The economic value derived from the consumption of the harvested migratory birds has been estimated using the results of a paper by Robert J. Wolfe titled “Subsistence Food Harvests in Rural Alaska, and Food Safety Issues” (August 13, 1996). Using data from Wolfe's paper and applying it to the areas that will be included in this process, we determined a maximum economic value of $6 million. This is the estimated economic benefit of the consumptive part of this rule for participants in subsistence hunting. The cultural benefits of maintaining a subsistence economy and way of life can be of considerable value to the participants, and these benefits are not included in this figure.
b. This rule will not create inconsistencies with other agencies' actions. We are the Federal agency responsible for the management of migratory birds, coordinating with the State of Alaska's Department of Fish and Game on management programs within Alaska. The State of Alaska is a member of the Alaska Migratory Bird Co-management Council.
c. This rule will not materially affect entitlements, grants, user fees, loan programs, or the rights and obligations of their recipients. The rule does not affect entitlement programs.
d. This rule will not raise novel legal or policy issues.
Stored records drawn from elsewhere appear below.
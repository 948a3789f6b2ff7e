pub mod geo;
pub mod tasks;
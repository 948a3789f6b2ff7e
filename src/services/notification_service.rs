// src/services/notification_service.rs
//! Push-notification intake.
//!
//! Push messages are a second, unordered delivery path for offers. While the
//! process is suspended an offer is parked in the store and picked up on resume.
//! Accept/reject taps on a notification are parked the same way as an intent.

use async_trait::async_trait;
use chrono::{DateTime, Utc};
use serde::{Deserialize, Serialize};
use std::collections::HashMap;
use std::time::Duration;
use tokio::sync::broadcast;

use crate::errors::AgentResult;
use crate::models::ride::RideOffer;
use crate::services::state_store::{StateStoreService, StoreKeys};

#[derive(Debug, Clone, PartialEq, Serialize, Deserialize)]
#[serde(rename_all = "camelCase")]
pub struct PushMessage {
    pub message_id: Option<String>,
    pub data: HashMap<String, String>,
    pub received_at: DateTime<Utc>,
}

impl PushMessage {
    pub fn new(data: HashMap<String, String>, received_at: DateTime<Utc>) -> Self {
        Self {
            message_id: None,
            data,
            received_at,
        }
    }

    /// Data messages typed `rideRequest`, or untyped ones carrying a ride id.
    pub fn is_ride_request(&self) -> bool {
        match self.data.get("type").map(String::as_str) {
            Some("rideRequest") => true,
            Some(_) => false,
            None => self.data.contains_key("rideId"),
        }
    }
}

#[async_trait]
pub trait NotificationService: Send + Sync {
    /// Push messages delivered while the agent is running.
    fn subscribe(&self) -> broadcast::Receiver<PushMessage>;
}

#[derive(Debug, Clone, Copy, PartialEq, Eq, Serialize, Deserialize)]
#[serde(rename_all = "camelCase")]
pub enum RideAction {
    Accept,
    Reject,
}

#[derive(Debug, Clone, PartialEq, Serialize, Deserialize)]
#[serde(rename_all = "camelCase")]
pub struct ActionIntent {
    pub action: RideAction,
    pub ride_id: String,
    pub timestamp: DateTime<Utc>,
}

/// Parked offer from a push delivered while suspended.
#[derive(Debug, Clone, PartialEq, Serialize, Deserialize)]
#[serde(rename_all = "camelCase")]
pub struct PendingRideRequest {
    pub offer: RideOffer,
    pub stored_at: DateTime<Utc>,
}

#[derive(Clone)]
pub struct PushInbox {
    store: StateStoreService,
    max_age: Duration,
}

impl PushInbox {
    pub fn new(store: StateStoreService, max_age: Duration) -> Self {
        Self { store, max_age }
    }

    pub async fn park_offer(&self, offer: &RideOffer, now: DateTime<Utc>) -> AgentResult<()> {
        tracing::info!("Parking push offer {} until resume", offer.ride_id);
        let pending = PendingRideRequest {
            offer: offer.clone(),
            stored_at: now,
        };
        self.store.set_json(StoreKeys::PENDING_RIDE_REQUEST, &pending).await
    }

    /// Read-then-remove. Offers older than the max age are dropped.
    pub async fn take_offer(&self, now: DateTime<Utc>) -> AgentResult<Option<RideOffer>> {
        let pending: Option<PendingRideRequest> = self.store.take_json(StoreKeys::PENDING_RIDE_REQUEST).await?;
        let Some(pending) = pending else {
            return Ok(None);
        };

        let age = (now - pending.stored_at).to_std().unwrap_or(Duration::ZERO);
        if age > self.max_age {
            tracing::warn!("Dropping parked offer {}: {}s old", pending.offer.ride_id, age.as_secs());
            return Ok(None);
        }
        Ok(Some(pending.offer))
    }

    pub async fn discard_offer(&self) -> AgentResult<()> {
        self.store.remove(StoreKeys::PENDING_RIDE_REQUEST).await
    }

    pub async fn record_intent(&self, action: RideAction, ride_id: &str, now: DateTime<Utc>) -> AgentResult<()> {
        let intent = ActionIntent {
            action,
            ride_id: ride_id.to_string(),
            timestamp: now,
        };
        self.store.set_json(StoreKeys::RIDE_ACTION_INTENT, &intent).await
    }

    pub async fn take_intent(&self) -> AgentResult<Option<ActionIntent>> {
        self.store.take_json(StoreKeys::RIDE_ACTION_INTENT).await
    }
}

// Mock service for development and testing
#[derive(Debug)]
pub struct MockNotificationService {
    sender: broadcast::Sender<PushMessage>,
}

impl Default for MockNotificationService {
    fn default() -> Self {
        let (sender, _) = broadcast::channel(64);
        Self { sender }
    }
}

impl MockNotificationService {
    pub fn new() -> Self {
        Self::default()
    }

    pub fn deliver(&self, data: HashMap<String, String>) {
        tracing::info!("[MOCK] Delivering push message with {} fields", data.len());
        let _ = self.sender.send(PushMessage::new(data, Utc::now()));
    }
}

#[async_trait]
impl NotificationService for MockNotificationService {
    fn subscribe(&self) -> broadcast::Receiver<PushMessage> {
        self.sender.subscribe()
    }
}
The subsistence harvest regulations will go through the same National regulatory process as the existing migratory bird hunting regulations in 50 CFR part 20.
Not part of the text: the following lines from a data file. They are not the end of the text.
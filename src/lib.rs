pub mod config;
pub mod errors;
pub mod handlers;
pub mod models;
pub mod services;
pub mod state;
pub mod utils;

// Re-export commonly used types
pub use config::AgentConfig;
pub use errors::{AgentError, AgentResult};
pub use services::coordinator::{CoordinatorHandle, RideCoordinator};
pub use state::{AppState, PlatformServices};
Regulatory Flexibility Act
The Department of the Interior certifies that this rule will not have a significant economic effect on a substantial number of small entities as defined under the Regulatory Flexibility Act (5 U.S.C. 601 et seq.). An initial regulatory flexibility analysis is not required. Accordingly, a Small Entity Compliance Guide is not required. The rule legalizes a pre-existing subsistence activity, and the resources harvested will be consumed by the harvesters or persons within their local community.
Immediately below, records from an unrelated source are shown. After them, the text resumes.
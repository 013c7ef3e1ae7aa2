//! Partial schemas of upstream payloads.
//!
//! Only the fields the resolvers read are declared. Unknown fields are
//! ignored; a missing required field fails decoding, which the relay treats
//! as an unusable payload (or, for list items, the item is skipped).

use std::collections::BTreeMap;

use serde::de::{self, Deserializer};
use serde::Deserialize;
use serde_json::Value;

use crate::cover::album_cover;
use crate::types::{Album, Mv, Singer, Song};

// ── musicu envelope ──

/// `{ "code": 0, "req": { "code": 0, "data": {...} } }`
#[derive(Debug, Deserialize)]
pub(crate) struct MusicuResp<T> {
    pub req: MusicuReq<T>,
}

#[derive(Debug, Deserialize)]
pub(crate) struct MusicuReq<T> {
    #[serde(default)]
    pub code: i64,
    #[serde(default)]
    pub msg: Option<String>,
    pub data: Option<T>,
}

// ── playlist (fcg_ucc_getcdinfo_byids_cp) ──

#[derive(Debug, Deserialize)]
pub(crate) struct CdInfoResp {
    #[serde(default)]
    pub cdlist: Vec<CdInfo>,
}

#[derive(Debug, Deserialize)]
pub(crate) struct CdInfo {
    #[serde(deserialize_with = "string_or_number")]
    pub disstid: String,
    pub dissname: String,
    #[serde(default)]
    pub logo: Option<String>,
    #[serde(default)]
    pub desc: Option<String>,
    #[serde(default)]
    pub songnum: u64,
    #[serde(default)]
    pub nickname: Option<String>,
    #[serde(default, deserialize_with = "opt_string_or_number")]
    pub uin: Option<String>,
}

/// Track-list stage (`onlysong=1`). Items stay raw so each one can be
/// decoded on its own.
#[derive(Debug, Deserialize)]
pub(crate) struct SongListResp {
    #[serde(default)]
    pub songlist: Vec<Value>,
    #[serde(default)]
    pub total_song_num: Option<u64>,
}

// ── songs / singers / albums ──

#[derive(Debug, Deserialize)]
pub(crate) struct WireSong {
    #[serde(default)]
    pub id: Option<u64>,
    pub mid: String,
    #[serde(alias = "title")]
    pub name: String,
    #[serde(default)]
    pub interval: u64,
    #[serde(default)]
    pub singer: Vec<WireSinger>,
    #[serde(default)]
    pub album: Option<WireAlbumBrief>,
}

#[derive(Debug, Deserialize)]
pub(crate) struct WireSinger {
    #[serde(default, alias = "singerMID", alias = "singer_mid")]
    pub mid: String,
    #[serde(alias = "singerName", alias = "singer_name")]
    pub name: String,
}

#[derive(Debug, Deserialize)]
pub(crate) struct WireAlbumBrief {
    #[serde(default)]
    pub mid: String,
    #[serde(default)]
    pub name: String,
    #[serde(default)]
    pub pmid: String,
}

impl From<WireSinger> for Singer {
    fn from(s: WireSinger) -> Self {
        Self {
            mid: s.mid,
            name: s.name,
        }
    }
}

impl From<WireSong> for Song {
    fn from(s: WireSong) -> Self {
        let album = s.album.filter(|a| !a.mid.is_empty() || !a.name.is_empty()).map(|a| {
            let cover_key = if a.pmid.is_empty() { &a.mid } else { &a.pmid };
            Album {
                cover_url: album_cover(cover_key),
                mid: a.mid,
                name: a.name,
                singers: Vec::new(),
                publish_date: None,
                description: None,
            }
        });
        Self {
            id: s.id,
            mid: s.mid,
            name: s.name,
            singers: s.singer.into_iter().map(Singer::from).collect(),
            album,
            duration_secs: s.interval,
        }
    }
}

// ── search (DoSearchForQQMusicDesktop) ──

#[derive(Debug, Deserialize)]
pub(crate) struct SearchData {
    #[serde(default)]
    pub body: BTreeMap<String, SearchBucket>,
    #[serde(default)]
    pub meta: SearchMeta,
}

#[derive(Debug, Default, Deserialize)]
pub(crate) struct SearchBucket {
    #[serde(default)]
    pub list: Vec<Value>,
}

#[derive(Debug, Default, Deserialize)]
pub(crate) struct SearchMeta {
    #[serde(default)]
    pub sum: u64,
}

#[derive(Debug, Deserialize)]
pub(crate) struct WireSearchAlbum {
    #[serde(rename = "albumMID")]
    pub mid: String,
    #[serde(rename = "albumName")]
    pub name: String,
    #[serde(default, rename = "albumPic")]
    pub pic: Option<String>,
    #[serde(default, rename = "publicTime")]
    pub public_time: Option<String>,
    #[serde(default)]
    pub singer_list: Vec<WireSinger>,
}

impl From<WireSearchAlbum> for Album {
    fn from(a: WireSearchAlbum) -> Self {
        Self {
            cover_url: a.pic.filter(|p| !p.is_empty()).or_else(|| album_cover(&a.mid)),
            mid: a.mid,
            name: a.name,
            singers: a.singer_list.into_iter().map(Singer::from).collect(),
            publish_date: a.public_time.filter(|t| !t.is_empty()),
            description: None,
        }
    }
}

#[derive(Debug, Deserialize)]
pub(crate) struct WireSearchSinger {
    #[serde(rename = "singerMID")]
    pub mid: String,
    #[serde(rename = "singerName")]
    pub name: String,
}

impl From<WireSearchSinger> for Singer {
    fn from(s: WireSearchSinger) -> Self {
        Self {
            mid: s.mid,
            name: s.name,
        }
    }
}

#[derive(Debug, Deserialize)]
pub(crate) struct WireSearchMv {
    #[serde(alias = "vid")]
    pub v_id: String,
    #[serde(alias = "mv_name")]
    pub name: String,
    #[serde(default, alias = "mv_pic_url")]
    pub pic: Option<String>,
    #[serde(default)]
    pub duration: u64,
    #[serde(default)]
    pub singer_list: Vec<WireSinger>,
}

impl From<WireSearchMv> for Mv {
    fn from(m: WireSearchMv) -> Self {
        Self {
            vid: m.v_id,
            name: m.name,
            singers: m.singer_list.into_iter().map(Singer::from).collect(),
            cover_url: m.pic.filter(|p| !p.is_empty()),
            description: None,
            duration_secs: m.duration,
        }
    }
}

// ── album detail (music.musichallAlbum.AlbumInfoServer) ──

#[derive(Debug, Deserialize)]
#[serde(rename_all = "camelCase")]
pub(crate) struct AlbumDetail {
    pub basic_info: AlbumBasicInfo,
    #[serde(default)]
    pub singer: AlbumSingers,
}

#[derive(Debug, Deserialize)]
#[serde(rename_all = "camelCase")]
pub(crate) struct AlbumBasicInfo {
    pub album_mid: String,
    pub album_name: String,
    #[serde(default)]
    pub publish_date: Option<String>,
    #[serde(default)]
    pub desc: Option<String>,
    #[serde(default)]
    pub pmid: Option<String>,
}

#[derive(Debug, Default, Deserialize)]
#[serde(rename_all = "camelCase")]
pub(crate) struct AlbumSingers {
    #[serde(default)]
    pub singer_list: Vec<WireSinger>,
}

impl From<AlbumDetail> for Album {
    fn from(d: AlbumDetail) -> Self {
        let info = d.basic_info;
        let cover_key = info.pmid.as_deref().filter(|p| !p.is_empty()).unwrap_or(&info.album_mid);
        Self {
            cover_url: album_cover(cover_key),
            mid: info.album_mid,
            name: info.album_name,
            singers: d.singer.singer_list.into_iter().map(Singer::from).collect(),
            publish_date: info.publish_date.filter(|s| !s.is_empty()),
            description: info.desc.filter(|s| !s.is_empty()),
        }
    }
}

// ── MV info (video.VideoDataServer) ──

#[derive(Debug, Deserialize)]
pub(crate) struct WireMv {
    pub vid: String,
    pub name: String,
    #[serde(default)]
    pub desc: Option<String>,
    #[serde(default)]
    pub cover_pic: Option<String>,
    #[serde(default)]
    pub duration: u64,
    #[serde(default)]
    pub singers: Vec<WireSinger>,
}

impl From<WireMv> for Mv {
    fn from(m: WireMv) -> Self {
        Self {
            vid: m.vid,
            name: m.name,
            singers: m.singers.into_iter().map(Singer::from).collect(),
            cover_url: m.cover_pic.filter(|s| !s.is_empty()),
            description: m.desc.filter(|s| !s.is_empty()),
            duration_secs: m.duration,
        }
    }
}

// ── song URL ──

/// `music.vkey.GetVkey` / `UrlGetVkey` data.
#[derive(Debug, Deserialize)]
pub(crate) struct VkeyData {
    #[serde(default)]
    pub midurlinfo: Vec<MidUrlInfo>,
    #[serde(default)]
    pub sip: Vec<String>,
}

#[derive(Debug, Deserialize)]
pub(crate) struct MidUrlInfo {
    #[serde(default)]
    pub purl: String,
}

/// `fcg_music_express_mobile3` response.
#[derive(Debug, Deserialize)]
pub(crate) struct ExpressResp {
    pub data: ExpressData,
}

#[derive(Debug, Deserialize)]
pub(crate) struct ExpressData {
    #[serde(default)]
    pub items: Vec<ExpressItem>,
}

#[derive(Debug, Deserialize)]
pub(crate) struct ExpressItem {
    #[serde(default)]
    pub vkey: String,
    #[serde(default)]
    pub filename: Option<String>,
}

// ── lyric / profile ──

#[derive(Debug, Deserialize)]
pub(crate) struct LyricResp {
    #[serde(default)]
    pub lyric: String,
    #[serde(default)]
    pub trans: String,
}

#[derive(Debug, Deserialize)]
pub(crate) struct ProfileResp {
    pub data: ProfileData,
}

#[derive(Debug, Deserialize)]
pub(crate) struct ProfileData {
    pub creator: ProfileCreator,
}

#[derive(Debug, Deserialize)]
pub(crate) struct ProfileCreator {
    pub nick: String,
    #[serde(default)]
    pub headpic: Option<String>,
}

// ── helpers ──

pub(crate) fn string_or_number<'de, D: Deserializer<'de>>(d: D) -> Result<String, D::Error> {
    match Value::deserialize(d)? {
        Value::String(s) => Ok(s),
        Value::Number(n) => Ok(n.to_string()),
        other => Err(de::Error::custom(format!(
            "expected string or number, got {other}"
        ))),
    }
}

pub(crate) fn opt_string_or_number<'de, D: Deserializer<'de>>(
    d: D,
) -> Result<Option<String>, D::Error> {
    match Value::deserialize(d)? {
        Value::Null => Ok(None),
        Value::String(s) if s.is_empty() => Ok(None),
        Value::String(s) => Ok(Some(s)),
        Value::Number(n) => Ok(Some(n.to_string())),
        other => Err(de::Error::custom(format!(
            "expected string or number, got {other}"
        ))),
    }
}

/// Decode every item of `items` as `W`, converting to `T`; malformed items
/// are dropped. Returns the items and the number dropped.
pub(crate) fn decode_each<W, T>(items: Vec<Value>) -> (Vec<T>, u64)
where
    W: for<'de> Deserialize<'de>,
    T: From<W>,
{
    let mut out = Vec::with_capacity(items.len());
    let mut skipped = 0;
    for item in items {
        match serde_json::from_value::<W>(item) {
            Ok(w) => out.push(T::from(w)),
            Err(e) => {
                tracing::debug!(error = %e, "skipping malformed record");
                skipped += 1;
            }
        }
    }
    (out, skipped)
}

#[cfg(test)]
mod tests {
    use super::*;
    use serde_json::json;

    #[test]
    fn song_record_maps_album_cover_from_pmid() {
        let w: WireSong = serde_json::from_value(json!({
            "id": 7, "mid": "m1", "name": "Song", "interval": 200,
            "singer": [{ "mid": "s1", "name": "Singer" }],
            "album": { "mid": "a1", "name": "Album", "pmid": "p1" },
            "extra": true
        }))
        .unwrap();
        let s = Song::from(w);
        assert_eq!(s.id, Some(7));
        assert_eq!(s.singers[0].name, "Singer");
        let album = s.album.unwrap();
        assert_eq!(album.mid, "a1");
        assert!(album.cover_url.unwrap().ends_with("M000p1.jpg"));
    }

    #[test]
    fn missing_required_field_fails() {
        assert!(serde_json::from_value::<WireSong>(json!({ "name": "no mid" })).is_err());
    }

    #[test]
    fn decode_each_counts_skips() {
        let items = vec![
            json!({ "mid": "a", "name": "A" }),
            json!({ "mid": 5 }),
            json!({ "mid": "b", "name": "B" }),
        ];
        let (songs, skipped): (Vec<Song>, u64) = decode_each::<WireSong, Song>(items);
        assert_eq!(songs.len(), 2);
        assert_eq!(skipped, 1);
    }

    #[test]
    fn ids_accept_numbers_or_strings() {
        let c: CdInfo = serde_json::from_value(json!({
            "disstid": 123, "dissname": "x", "uin": ""
        }))
        .unwrap();
        assert_eq!(c.disstid, "123");
        assert_eq!(c.uin, None);
    }

    #[test]
    fn musicu_req_without_data() {
        let r: MusicuResp<VkeyData> =
            serde_json::from_value(json!({ "code": 0, "req": { "code": 2000 } })).unwrap();
        assert_eq!(r.req.code, 2000);
        assert!(r.req.data.is_none());
    }
}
Small Business Regulatory Enforcement Fairness Act
This rule is not a major rule under 5 U.S.C. 804(2), the Small Business Regulatory Enforcement Fairness Act, as discussed in the Executive Order 12866 section above.
a. This rule does not have an annual effect on the economy of $100 million or more. It will legalize and regulate a traditional subsistence activity. It will not result in a substantial increase in subsistence harvest or a significant change in harvesting patterns. The commodities being regulated under this rule are migratory birds. This rule deals with legalizing the subsistence harvest of migratory birds and, as such, does not involve commodities traded in the marketplace. A small economic benefit from this rule derives from the sale of equipment and ammunition to carry out subsistence hunting. Most, if not all, businesses that sell hunting equipment in rural Alaska would qualify as small businesses. We have no reason to believe that this rule will lead to a disproportionate distribution of benefits.
b. This rule will not cause a major increase in costs or prices for consumers; individual industries; Federal, State, or local government agencies; or geographic regions. This rule does not deal with traded commodities and, therefore, does not have an impact on prices for consumers.
c. This rule does not have significant adverse effects on competition, employment, investment, productivity, innovation, or the ability of U.S.-based enterprises to compete with foreign-based enterprises. This rule deals with the harvesting of wildlife for personal consumption. It does not regulate the marketplace in any way to generate effects on the economy or the ability of businesses to compete.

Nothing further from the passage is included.